Conservative nonoperative management is not without risk and can lead to a range of complications. In fact, these complications can been seen any time the liver in injured, including after surgical intervention. One possibility is formation of biloma or persistent bile leaks from a ductal injury. Symptoms suspicious for leak include tachycardia and leukocytosis after resuscitation and are identified by repeat CT scan and treated with percutaneous drainage or ERCP [18]. Magnetic resonance cholangiopancreatography (MRCP) has limited use in the evaluation of blunt liver injury given its time requirement and non-therapeutic nature, especially when CT can provide quick and critical information. MRCP can be used to evaluate for bile leak in a stable patient before a therapeutic ERCP. MRCP is also an option for follow-up of a biliary injury in young or pregnant patients or those with renal disease or contrast dye allergy [21]. Hemobilia is another potential complication that can arise after hepatic trauma and is clinically noted with Quincke’s triad of upper abdominal pain, upper gastrointestinal bleed, and jaundice. Treatment for hemobilia depends on the severity of bleeding and ranges from observation and self-resolution to embolization to surgical vessel ligation. Perihepatic abscesses can form which would also require percutaneous drainage and antibiotics.
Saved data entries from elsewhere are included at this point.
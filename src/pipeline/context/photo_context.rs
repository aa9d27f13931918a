use crate::common::photo::Photo;
use crate::pipeline::context::metrics::AnalysisMetrics;
use crate::pipeline::context::state::{AnalyzedState, CapturedState, RecommendedState};
use crate::pipeline::domain::features::FeatureSet;
use crate::pipeline::domain::settings::{CameraSettings, Recommendation};
use std::sync::Arc;
use std::time::{Duration, Instant};

// PhotoContext with compile-time stage tracking via the state parameter
pub struct PhotoContext<S> {
    photo: Arc<Photo>,
    metrics: AnalysisMetrics,
    processing_start: Instant,
    state: S,
}

impl<S> PhotoContext<S> {
    pub fn photo(&self) -> &Photo {
        &self.photo
    }

    pub fn metrics(&self) -> &AnalysisMetrics {
        &self.metrics
    }

    pub fn elapsed(&self) -> Duration {
        self.processing_start.elapsed()
    }
}

impl PhotoContext<CapturedState> {
    pub fn new(photo: Photo) -> Self {
        Self {
            photo: Arc::new(photo),
            metrics: AnalysisMetrics::new(),
            processing_start: Instant::now(),
            state: CapturedState,
        }
    }

    pub fn into_analyzed(mut self, features: FeatureSet) -> PhotoContext<AnalyzedState> {
        self.metrics.record_analysis_duration(self.elapsed());
        PhotoContext::<AnalyzedState> {
            photo: self.photo,
            metrics: self.metrics,
            processing_start: self.processing_start,
            state: AnalyzedState { features },
        }
    }
}

impl PhotoContext<AnalyzedState> {
    pub fn features(&self) -> &FeatureSet {
        &self.state.features
    }

    pub fn into_recommended(mut self, settings: CameraSettings) -> PhotoContext<RecommendedState> {
        self.metrics.record_recommendation_duration(self.elapsed());
        PhotoContext::<RecommendedState> {
            photo: self.photo,
            metrics: self.metrics,
            processing_start: self.processing_start,
            state: RecommendedState {
                features: self.state.features,
                settings,
            },
        }
    }
}

impl PhotoContext<RecommendedState> {
    pub fn features(&self) -> &FeatureSet {
        &self.state.features
    }

    pub fn settings(&self) -> &CameraSettings {
        &self.state.settings
    }

    pub fn into_recommendation(self) -> Recommendation {
        Recommendation {
            features: self.state.features,
            settings: self.state.settings,
        }
    }
}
Hepatic necrosis is a more severe complication that occurs after hepatic injury in addition to ischemia usually from embolization [17]. Necrosis presents in a variety of ways depending on the extent of hepatic involvement, from abdominal pain and feeding intolerance to sepsis and multiorgan system failure [15]. While this devascularization can result in complete regeneration of hepatic parenchyma, surgical debridement may be warranted in more extreme cases when multiple lobes are involved or for fulminant liver failure [22].

Failure of Nonoperative Management

About 5–10% of blunt liver injury patients that were initially managed nonoperatively will fail therapy and require operative intervention [9]. Reasons for failure include hemodynamic instability, inability to embolize actively bleeding vessel, peritonitis, and initial misdiagnosis of injury severity [10]. Indicators that increase the chances of nonoperative failure include grade 4–5 injury, increased age, decreased GCS, moderate or large hemoperitoneum, synchronous splenic injury, and elevated Injury Severity Score. Failure was associated with lower levels of hemoglobin, longer ICU length of stay, longer overall length of stay, and higher number of transfusions; the last also predicts mortality [11].

Conclusions

Liver injuries after blunt force have typically been managed operatively with exploratory laparotomy, four quadrant packing, identifying the injured segment, and repair of hepatic injury by finger fracture, stapling, or hepatic isolation. This technique should continue to be used in cases of initial hemodynamic instability or if the patient decompensates at any point after the causative trauma. In more severe cases non-anatomical liver resection can be used to reach the bleeding vessel, and ligation under direct visualization Nonoperative management, however, has gained increased popularity in blunt liver traumas given its high success rates and decreased morbidity and mortality, even in high-grade injuries. Advances in imaging and other, less invasive procedures have allowed for modalities such as CT, angiography, percutaneous drainage, and ERCP to be used in order to control bleeding, drain bile leaks and abscesses, and prevent an open operation. With a proper protocol that includes monitoring of vitals, labs, follow-up imaging, rapid identification of complications, and ability to perform operative intervention if necessary, nonoperative management of blunt liver injury is an effective and preferred method, regardless of the injury grade.